El ser humano es
sentido religioso

El filósofo griego por excelencia, Platón, reconocía la dificultad de llegar a un conocimiento preciso sobre estos asuntos. Pero hay otras voces autorizadas en la búsqueda del sentido religioso del ser humano:

En la mitología griega, Prometeo era el titán amigo de los mortales, conocido por robar el fuego de los dioses, darlo a los hombres para su uso y posteriormente ser castigado por Zeus por este motivo. Así fue como Prometeo invadió en el Monte Olimpo el taller de Hefesto (dios de la forja) y Atena (diosa de la guerra), y cometió tal fechoría para hacer el valioso regalo a la humanidad.

El dramaturgo griego Esquilo, en su “Prometeo encadenado” (1993), insinúa algo importante sobre lo que habrá que volver cuando, hacia el final de esa tragedia, hace a Hermes (dios mensajero) decir a Prometeo: “No aguardes ningún fin a este suplicio, hasta que venga un dios y asuma sobre sus hombros tu culpa y baje a las cavernas del Hades y a las moradas sin luz que hay en el tártaro” (aludiendo a la mazmorra de titanes).

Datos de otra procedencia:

//! Bigsby Shell Binary
//!
//! Opens a store and drives it through the interactive shell on stdin.

use std::io;

use bigsby::{Config, Engine};
use clap::Parser;
use tracing_subscriber::{fmt, EnvFilter};

/// Bigsby key-value store
#[derive(Parser, Debug)]
#[command(name = "bigsby")]
#[command(about = "Persistent LSM-tree key-value store")]
#[command(version)]
struct Args {
    /// Directory to store data
    #[arg(long, default_value = "./.bigsby")]
    data_dir: String,

    /// Memtable size limit in bytes before flush
    #[arg(long, default_value = "1000")]
    compaction_limit: usize,

    /// Segments a level may hold before compaction
    #[arg(long, default_value = "4")]
    level_max_segments: usize,
}

fn main() {
    // Initialize tracing/logging
    let filter = EnvFilter::try_from_default_env().unwrap_or_else(|_| EnvFilter::new("info"));

    fmt().with_env_filter(filter).with_target(true).init();

    let args = Args::parse();

    tracing::info!("Bigsby v{}", bigsby::VERSION);
    tracing::info!("Data directory: {}", args.data_dir);

    let config = Config::builder()
        .data_dir(&args.data_dir)
        .compaction_limit(args.compaction_limit)
        .level_max_segments(args.level_max_segments)
        .build();

    let mut engine = match Engine::open(config) {
        Ok(engine) => engine,
        Err(err) => {
            tracing::error!("Failed to open store: {err}");
            std::process::exit(1);
        }
    };

    let stdin = io::stdin();
    let mut input = stdin.lock();
    let mut out = io::stdout();

    if let Err(err) = bigsby::repl::run(&mut engine, &mut input, &mut out) {
        tracing::error!("Shell error: {err}");
        std::process::exit(1);
    }
}
//! Engine Module
//!
//! The LSM tree core that coordinates all components.
//!
//! ## Responsibilities
//! - Buffer writes in the memtable and track its byte size
//! - Flush the memtable into new level-0 segments past the size threshold
//! - Discover persisted segments on startup, newest first within each level
//! - Serve reads from the memtable and all segments with latest-wins
//!   shadowing
//! - Merge over-full levels downward, dropping tombstones where safe

use std::fs;
use std::io::{self, Write};
use std::path::{Path, PathBuf};
use std::time::SystemTime;

use rand::Rng;

use crate::config::Config;
use crate::error::Result;
use crate::memtable::Tree;
use crate::storage::{Entry, Table, Value};

/// The in-memory write buffer: an ordered map from key to value
type Memtable = Tree<String, Value>;

/// Alphabet for random segment file names
const SEGMENT_NAME_LETTERS: &[u8] = b"abcdefghijklmnopqrstuvwxyzABCDEFGHIJKLMNOPQRSTUVWXYZ";

/// Length of a random segment file name, without the suffix
const SEGMENT_NAME_LEN: usize = 16;

/// Suffix of every segment file
const SEGMENT_SUFFIX: &str = ".segment";

/// The main storage engine: a memtable in front of leveled, immutable
/// on-disk segments.
///
/// Single-owner and single-threaded: every operation is blocking and
/// mutates through `&mut self`. For any key, the most recently written
/// value wins; resolution order is memtable, then level 0 newest to
/// oldest, then deeper levels the same way. A tombstone seen first means
/// the key is absent, no matter what older segments hold.
pub struct Engine {
    config: Config,
    memtable: Memtable,
    /// Sum of key + value lengths over live memtable entries
    memtable_size: usize,
    /// levels[L] holds level L's segments, newest first
    levels: Vec<Vec<Table>>,
}

impl Engine {
    /// Open a store over `config.data_dir`, discovering previously flushed
    /// segments.
    ///
    /// Level directories are visited in ascending order; the first missing
    /// one terminates discovery. Within a level, segments are ordered by
    /// file modification time, newest first, so `levels[L][0]` is always
    /// the freshest segment of level L.
    pub fn open(config: Config) -> Result<Engine> {
        let segment_dir = segment_directory(&config.data_dir);
        fs::create_dir_all(&segment_dir)?;

        let mut levels = Vec::new();
        for level in 0.. {
            let level_dir = segment_dir.join(level.to_string());
            let dir = match fs::read_dir(&level_dir) {
                Ok(dir) => dir,
                Err(err) if err.kind() == io::ErrorKind::NotFound => break,
                Err(err) => return Err(err.into()),
            };

            let mut files: Vec<(PathBuf, SystemTime)> = Vec::new();
            for dirent in dir {
                let dirent = dirent?;
                let path = dirent.path();
                if !dirent.file_type()?.is_file() {
                    continue;
                }
                let is_segment = path
                    .file_name()
                    .and_then(|name| name.to_str())
                    .is_some_and(|name| name.ends_with(SEGMENT_SUFFIX));
                if !is_segment {
                    continue;
                }
                files.push((path, dirent.metadata()?.modified()?));
            }
            files.sort_by(|a, b| b.1.cmp(&a.1));

            let mut segments = Vec::with_capacity(files.len());
            for (path, _) in files {
                segments.push(Table::load(&path)?);
            }
            tracing::debug!(level, segments = segments.len(), "loaded level");
            levels.push(segments);
        }

        Ok(Engine {
            config,
            memtable: Memtable::new(),
            memtable_size: 0,
            levels,
        })
    }

    /// Insert a key-value pair, overwriting any previous value. May trigger
    /// a flush when the memtable outgrows the configured limit.
    pub fn insert(&mut self, key: String, value: String) -> Result<()> {
        self.write(key, Value::Data(value))
    }

    /// Delete a key. Deletion is a write of a tombstone that shadows every
    /// older value for the key until compaction retires it.
    pub fn remove(&mut self, key: String) -> Result<()> {
        self.write(key, Value::Tombstone)
    }

    fn write(&mut self, key: String, value: Value) -> Result<()> {
        let key_len = key.len();
        let added = key_len + value.len();

        match self.memtable.insert(key, value) {
            Some(displaced) => {
                self.memtable_size -= key_len + displaced.len();
                self.memtable_size += added;
            }
            None => self.memtable_size += added,
        }

        if self.memtable_size > self.config.compaction_limit {
            self.flush()?;
        }
        Ok(())
    }

    /// Look up a key, resolving through the memtable and then every segment
    /// newest-first. Returns `None` for keys never written or deleted.
    pub fn search(&self, key: &str) -> Result<Option<String>> {
        if let Some(value) = self.memtable.search(key) {
            return Ok(match value {
                Value::Data(data) => Some(data.clone()),
                Value::Tombstone => None,
            });
        }
        self.search_segments(key)
    }

    /// Walk levels top-down, newest segment first within each level. The
    /// first entry found for the key decides: a tombstone means the key is
    /// deleted and nothing older may resurrect it.
    fn search_segments(&self, key: &str) -> Result<Option<String>> {
        for level in &self.levels {
            for segment in level {
                match segment.search(key)? {
                    Some(Value::Data(data)) => return Ok(Some(data)),
                    Some(Value::Tombstone) => return Ok(None),
                    None => continue,
                }
            }
        }
        Ok(None)
    }

    /// Drain the memtable into a fresh level-0 segment.
    ///
    /// The memtable is reset only after the segment is durably written; on
    /// any failure it is left intact. Flushing an empty memtable is a
    /// no-op.
    pub fn flush(&mut self) -> Result<()> {
        if self.memtable.is_empty() {
            return Ok(());
        }

        let entries: Vec<Entry> = self
            .memtable
            .iter()
            .map(|(key, value)| Entry::new(key.clone(), value.clone()))
            .collect();

        let path = self.new_segment_path(0)?;
        let segment = Table::create(&path, &entries)?;
        tracing::debug!(path = %path.display(), entries = entries.len(), "flushed memtable");

        if self.levels.is_empty() {
            self.levels.push(Vec::new());
        }
        self.levels[0].insert(0, segment);

        self.memtable = Memtable::new();
        self.memtable_size = 0;

        self.compact()
    }

    /// Merge over-full levels downward: while a level holds more segments
    /// than the configured maximum, its two oldest are merged into a
    /// segment that becomes the newest of the level below, and the inputs
    /// are deleted.
    ///
    /// Compaction always takes the oldest segments of a level, so every
    /// segment remaining above is newer than everything below — prepending
    /// the output keeps each level newest-first.
    fn compact(&mut self) -> Result<()> {
        let max = self.config.level_max_segments.max(1);
        let mut level = 0;
        while level < self.levels.len() {
            if self.levels[level].len() <= max {
                level += 1;
                continue;
            }

            // With nothing below the output, dropped tombstones cannot
            // resurrect older values.
            let last = self.levels.get(level + 1).map_or(true, |l| l.is_empty())
                && self.levels.iter().skip(level + 2).all(|l| l.is_empty());

            let path = self.new_segment_path(level + 1)?;
            let count = self.levels[level].len();
            let newer = &self.levels[level][count - 2];
            let older = &self.levels[level][count - 1];
            let merged = Table::merge(newer, older, &path, last)?;
            tracing::debug!(
                from = level,
                to = level + 1,
                path = %path.display(),
                "compacted two segments"
            );

            for table in [self.levels[level].pop(), self.levels[level].pop()]
                .into_iter()
                .flatten()
            {
                fs::remove_file(table.path())?;
            }

            if self.levels.len() <= level + 1 {
                self.levels.push(Vec::new());
            }
            self.levels[level + 1].insert(0, merged);
        }
        Ok(())
    }

    /// Current memtable size in bytes
    pub fn memtable_size(&self) -> usize {
        self.memtable_size
    }

    /// Number of live entries in the memtable
    pub fn memtable_len(&self) -> usize {
        self.memtable.len()
    }

    /// The persisted levels; `levels()[L][0]` is level L's newest segment
    pub fn levels(&self) -> &[Vec<Table>] {
        &self.levels
    }

    /// Dump the memtable's size, height, and shape for debugging
    pub fn print_memtable<W: Write>(&self, out: &mut W) -> Result<()> {
        writeln!(out, "Size: {}", self.memtable_size)?;
        writeln!(out, "Height: {}", self.memtable.height())?;
        writeln!(out, "Tree:")?;
        writeln!(out)?;
        self.memtable.print(out)?;
        writeln!(out)?;
        Ok(())
    }

    /// Dump every level's segments and their entries for debugging
    pub fn print_segments<W: Write>(&self, out: &mut W) -> Result<()> {
        for (level, segments) in self.levels.iter().enumerate() {
            writeln!(out, "Level {level}:")?;
            for segment in segments {
                writeln!(out, "Segment path: {}", segment.path().display())?;
                writeln!(out, "Table:")?;
                writeln!(out)?;
                for entry in segment.read()? {
                    writeln!(out, "{entry}")?;
                }
                writeln!(out)?;
            }
        }
        Ok(())
    }

    /// Generate a fresh, collision-checked path for a new segment in
    /// `level`, creating the level directory if needed.
    fn new_segment_path(&self, level: usize) -> Result<PathBuf> {
        let level_dir = segment_directory(&self.config.data_dir).join(level.to_string());
        fs::create_dir_all(&level_dir)?;

        let mut rng = rand::thread_rng();
        loop {
            let name: String = (0..SEGMENT_NAME_LEN)
                .map(|_| SEGMENT_NAME_LETTERS[rng.gen_range(0..SEGMENT_NAME_LETTERS.len())] as char)
                .collect();
            let path = level_dir.join(format!("{name}{SEGMENT_SUFFIX}"));
            if !path.exists() {
                return Ok(path);
            }
        }
    }
}

fn segment_directory(data_dir: &Path) -> PathBuf {
    data_dir.join("segments")
}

Siete elementos destacan en su obra: que el hombre está condenado a una condición mortal y miserable; que esa condición es fruto de una culpa moral; que a pesar de todo el hombre no pierde la esperanza; que esa esperanza se ve permanentemente frustrada; que no puede el hombre superar por sí ni esa culpa ni esa condición; que toda superación depende de un poder sobrehumano; y que ese poder tendría que asumir sobre sí la propia culpa del hombre.

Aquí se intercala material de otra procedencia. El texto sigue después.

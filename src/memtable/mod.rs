//! Memtable Module
//!
//! In-memory ordered data structure for recent writes.
//!
//! ## Responsibilities
//! - Fast O(log n) reads, writes, and deletes in memory
//! - Ordered iteration for segment creation
//! - Overwrite semantics on duplicate keys
//!
//! ## Data Structure Choice
//! A red-black tree, generic over key and value types:
//! - Ordered keys (required for segment generation)
//! - Worst-case O(log n) for every operation
//! - Reusable container — the engine instantiates it with string keys, but
//!   nothing in the tree itself assumes them

mod tree;

pub use tree::{Iter, Tree};
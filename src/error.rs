//! Error types for Bigsby
//!
//! Provides a unified error type for all operations.

use thiserror::Error;

/// Result type alias using BigsbyError
pub type Result<T> = std::result::Result<T, BigsbyError>;

/// Unified error type for Bigsby operations
#[derive(Debug, Error)]
pub enum BigsbyError {
    // -------------------------------------------------------------------------
    // I/O Errors
    // -------------------------------------------------------------------------
    #[error("IO error: {0}")]
    Io(#[from] std::io::Error),

    // -------------------------------------------------------------------------
    // Segment Errors
    // -------------------------------------------------------------------------
    #[error("bad segment: {0}")]
    BadSegment(String),

    // -------------------------------------------------------------------------
    // Codec Errors
    // -------------------------------------------------------------------------
    #[error("short read: needed {needed} bytes, had {had}")]
    ShortRead { needed: usize, had: usize },

    #[error("decode error: {0}")]
    Decode(String),

    // -------------------------------------------------------------------------
    // Shell Errors
    // -------------------------------------------------------------------------
    #[error("bad arguments: {0}")]
    BadArguments(String),
}
//! Tests for the entry codec
//!
//! These tests verify:
//! - Round-trip encoding for live values and tombstones
//! - Exact consumed-byte reporting
//! - Short-read detection at every truncation point
//! - Rejection of unknown kind tags and non-UTF-8 payloads

use bigsby::storage::{Entry, Value};
use bigsby::BigsbyError;

// =============================================================================
// Round Trips
// =============================================================================

#[test]
fn test_round_trip_data_entry() {
    let entry = Entry::new("hello", Value::Data("world".to_string()));
    let encoded = entry.encode();

    // keyLen (4) + key (5) + kind (1) + valLen (4) + value (5)
    assert_eq!(encoded.len(), 19);

    let (decoded, consumed) = Entry::decode(&encoded).unwrap();
    assert_eq!(decoded, entry);
    assert_eq!(consumed, encoded.len());
}

#[test]
fn test_round_trip_tombstone() {
    let entry = Entry::new("hello", Value::Tombstone);
    let encoded = entry.encode();

    // keyLen (4) + key (5) + kind (1), no value bytes at all
    assert_eq!(encoded.len(), 10);

    let (decoded, consumed) = Entry::decode(&encoded).unwrap();
    assert_eq!(decoded, entry);
    assert_eq!(consumed, encoded.len());
}

#[test]
fn test_round_trip_empty_key_and_value() {
    // The codec permits empty keys and values; any policy against them
    // belongs to a higher layer.
    let entry = Entry::new("", Value::Data(String::new()));
    let encoded = entry.encode();
    assert_eq!(encoded.len(), 9);

    let (decoded, consumed) = Entry::decode(&encoded).unwrap();
    assert_eq!(decoded, entry);
    assert_eq!(consumed, 9);
}

#[test]
fn test_tombstone_cannot_alias_user_value() {
    // A user value spelled like a deletion marker is still just data.
    let entry = Entry::new("key", Value::Data("<tombstone>".to_string()));
    let (decoded, _) = Entry::decode(&entry.encode()).unwrap();
    assert!(!decoded.value.is_tombstone());
}

#[test]
fn test_decode_ignores_trailing_bytes() {
    let first = Entry::new("a", Value::Data("1".to_string()));
    let second = Entry::new("b", Value::Tombstone);

    let mut stream = first.encode();
    stream.extend_from_slice(&second.encode());

    let (decoded, consumed) = Entry::decode(&stream).unwrap();
    assert_eq!(decoded, first);

    let (decoded, _) = Entry::decode(&stream[consumed..]).unwrap();
    assert_eq!(decoded, second);
}

// =============================================================================
// Decode Failures
// =============================================================================

#[test]
fn test_decode_empty_buffer() {
    let result = Entry::decode(&[]);
    assert!(matches!(
        result,
        Err(BigsbyError::ShortRead { needed: 4, had: 0 })
    ));
}

#[test]
fn test_decode_truncated_at_every_point() {
    let encoded = Entry::new("hello", Value::Data("world".to_string())).encode();

    // Any strict prefix must fail with a short read.
    for cut in 0..encoded.len() {
        let result = Entry::decode(&encoded[..cut]);
        assert!(
            matches!(result, Err(BigsbyError::ShortRead { .. })),
            "expected short read at cut {cut}"
        );
    }
}

#[test]
fn test_decode_truncated_tombstone() {
    let encoded = Entry::new("key", Value::Tombstone).encode();
    let result = Entry::decode(&encoded[..encoded.len() - 1]);
    assert!(matches!(result, Err(BigsbyError::ShortRead { .. })));
}

#[test]
fn test_decode_unknown_kind() {
    let mut encoded = Entry::new("key", Value::Tombstone).encode();
    let last = encoded.len() - 1;
    encoded[last] = 0x7f;

    let result = Entry::decode(&encoded);
    assert!(matches!(result, Err(BigsbyError::Decode(_))));
}

#[test]
fn test_decode_invalid_utf8_key() {
    let mut buf = Vec::new();
    buf.extend_from_slice(&2u32.to_be_bytes());
    buf.extend_from_slice(&[0xff, 0xfe]);
    buf.push(1); // tombstone kind

    let result = Entry::decode(&buf);
    assert!(matches!(result, Err(BigsbyError::Decode(_))));
}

Sigue el pensamiento de F. Nietzsche (s. XIX), quien hizo una formulación explícita del sentido de la vida como problema en “El nacimiento de la tragedia”, donde el mitológico Sileno zanja con una respuesta nihilista, llena de orgullo y carente de ideales, las inquietudes del dios del vino Dionisio.

«Una vieja leyenda cuenta que durante mucho tiempo el rey Midas había intentado cazar en el bosque al sabio Sileno, acompañante de Dioniso, sin poder cogerlo. Cuando por fin cayó en sus manos, el rey pregunta qué es lo mejor y más preferible para el hombre. Rígido e inmóvil calla el demón; hasta que, forzado por el rey, acaba prorrumpiendo estas palabras, en medio de una risa estridente:

Estirpe miserable de un día, hijos del azar y la fatiga, ¿por qué me fuerzas a decirte lo que para ti sería muy ventajoso no oír? Lo mejor de todo es totalmente inalcanzable para ti: no haber nacido, no ser, ser nada. Y lo mejor en segundo lugar es para ti morir pronto».

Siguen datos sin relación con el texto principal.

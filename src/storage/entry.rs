//! Entry codec
//!
//! Length-prefixed binary framing for a single key-value entry. Deletions
//! are first-class: an entry carries a one-byte kind tag, and a tombstone
//! entry has no value bytes at all, so no user value can alias a deletion.

use std::fmt;

use crate::error::{BigsbyError, Result};

/// Kind tag for an entry holding a live value
const KIND_DATA: u8 = 0;

/// Kind tag for a deletion marker
const KIND_TOMBSTONE: u8 = 1;

/// A stored value: live data or a deletion marker
#[derive(Debug, Clone, PartialEq, Eq)]
pub enum Value {
    /// A live user value
    Data(String),

    /// A tombstone (deleted key)
    Tombstone,
}

impl Value {
    /// Byte length contributed by the value (a tombstone contributes none)
    pub fn len(&self) -> usize {
        match self {
            Value::Data(data) => data.len(),
            Value::Tombstone => 0,
        }
    }

    pub fn is_empty(&self) -> bool {
        self.len() == 0
    }

    pub fn is_tombstone(&self) -> bool {
        matches!(self, Value::Tombstone)
    }
}

impl fmt::Display for Value {
    fn fmt(&self, f: &mut fmt::Formatter<'_>) -> fmt::Result {
        match self {
            Value::Data(data) => write!(f, "{data}"),
            Value::Tombstone => write!(f, "<tombstone>"),
        }
    }
}

/// A single key-value entry
#[derive(Debug, Clone, PartialEq, Eq)]
pub struct Entry {
    pub key: String,
    pub value: Value,
}

impl Entry {
    pub fn new(key: impl Into<String>, value: Value) -> Self {
        Entry {
            key: key.into(),
            value,
        }
    }

    /// Encode the entry into its on-disk framing:
    /// `keyLen (u32 BE) | key | kind (u8) | [valLen (u32 BE) | value]`
    /// where the value length and bytes are present only for live data.
    pub fn encode(&self) -> Vec<u8> {
        let key = self.key.as_bytes();
        let mut buf = Vec::with_capacity(4 + key.len() + 1 + 4 + self.value.len());

        buf.extend_from_slice(&(key.len() as u32).to_be_bytes());
        buf.extend_from_slice(key);
        match &self.value {
            Value::Data(data) => {
                buf.push(KIND_DATA);
                buf.extend_from_slice(&(data.len() as u32).to_be_bytes());
                buf.extend_from_slice(data.as_bytes());
            }
            Value::Tombstone => buf.push(KIND_TOMBSTONE),
        }

        buf
    }

    /// Decode one entry from the front of `buf`, returning it together with
    /// the number of bytes consumed.
    pub fn decode(buf: &[u8]) -> Result<(Entry, usize)> {
        let mut needed = 4;
        ensure(buf, needed)?;
        let key_len = u32::from_be_bytes(buf[0..4].try_into().unwrap()) as usize;

        needed += key_len + 1;
        ensure(buf, needed)?;
        let key = decode_utf8(&buf[4..4 + key_len], "key")?;
        let kind = buf[4 + key_len];

        match kind {
            KIND_TOMBSTONE => Ok((Entry::new(key, Value::Tombstone), needed)),
            KIND_DATA => {
                let len_at = needed;
                needed += 4;
                ensure(buf, needed)?;
                let val_len =
                    u32::from_be_bytes(buf[len_at..len_at + 4].try_into().unwrap()) as usize;

                needed += val_len;
                ensure(buf, needed)?;
                let value = decode_utf8(&buf[len_at + 4..len_at + 4 + val_len], "value")?;

                Ok((Entry::new(key, Value::Data(value)), needed))
            }
            other => Err(BigsbyError::Decode(format!("unknown entry kind {other}"))),
        }
    }
}

impl fmt::Display for Entry {
    fn fmt(&self, f: &mut fmt::Formatter<'_>) -> fmt::Result {
        write!(f, "[{}, {}]", self.key, self.value)
    }
}

fn ensure(buf: &[u8], needed: usize) -> Result<()> {
    if buf.len() < needed {
        return Err(BigsbyError::ShortRead {
            needed,
            had: buf.len(),
        });
    }
    Ok(())
}

fn decode_utf8(bytes: &[u8], what: &str) -> Result<String> {
    String::from_utf8(bytes.to_vec())
        .map_err(|_| BigsbyError::Decode(format!("{what} is not valid UTF-8")))
}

Estos elementos son una constante en las leyendas antiguas. Y son también los que están presentes en el drama de la pretensión de Jesús.

¿Cómo afirma el poeta la no existencia de alguien si la nombra con un Tú? ¿Cómo sabe que se está refiriendo a ese Tú? Queriendo negar la existencia de Dios la afirma. Quiere o necesita hablar a alguien para reprocharle su malestar vital. Esta tensión entre lo que piensa y lo que hay en el rincón más profundo de su ser se da cuando esa forma de pensar no se abre a su misterio ni al de la vida. No termina de sentirse satisfecho porque resulta casi imposible negar el sentido aun cuando no se haya encontrado. La pregunta por la vida comienza por la vida concreta, la cual reclama un significado. Una razón no abierta al misterio se hace violencia a sí misma y mirar hacia arriba no supone huida, sino búsqueda.

Oye mi ruego Tú, Dios que no existes,
y en tu nada recoge éstas mis quejas;

Tú que a los pobres hombres nunca dejas
sin consuelo de engaño. No resistes
a nuestro ruego y nuestro anhelo vistes,
cuando Tú de mi mente más te alejas;
más recuerdo las plácidas consejas
con que mi alma endulzóme noches tristes.

[…] Sufro yo a tu costa,
Dios no existente, pues si Tú existieras,
existiría yo también de veras.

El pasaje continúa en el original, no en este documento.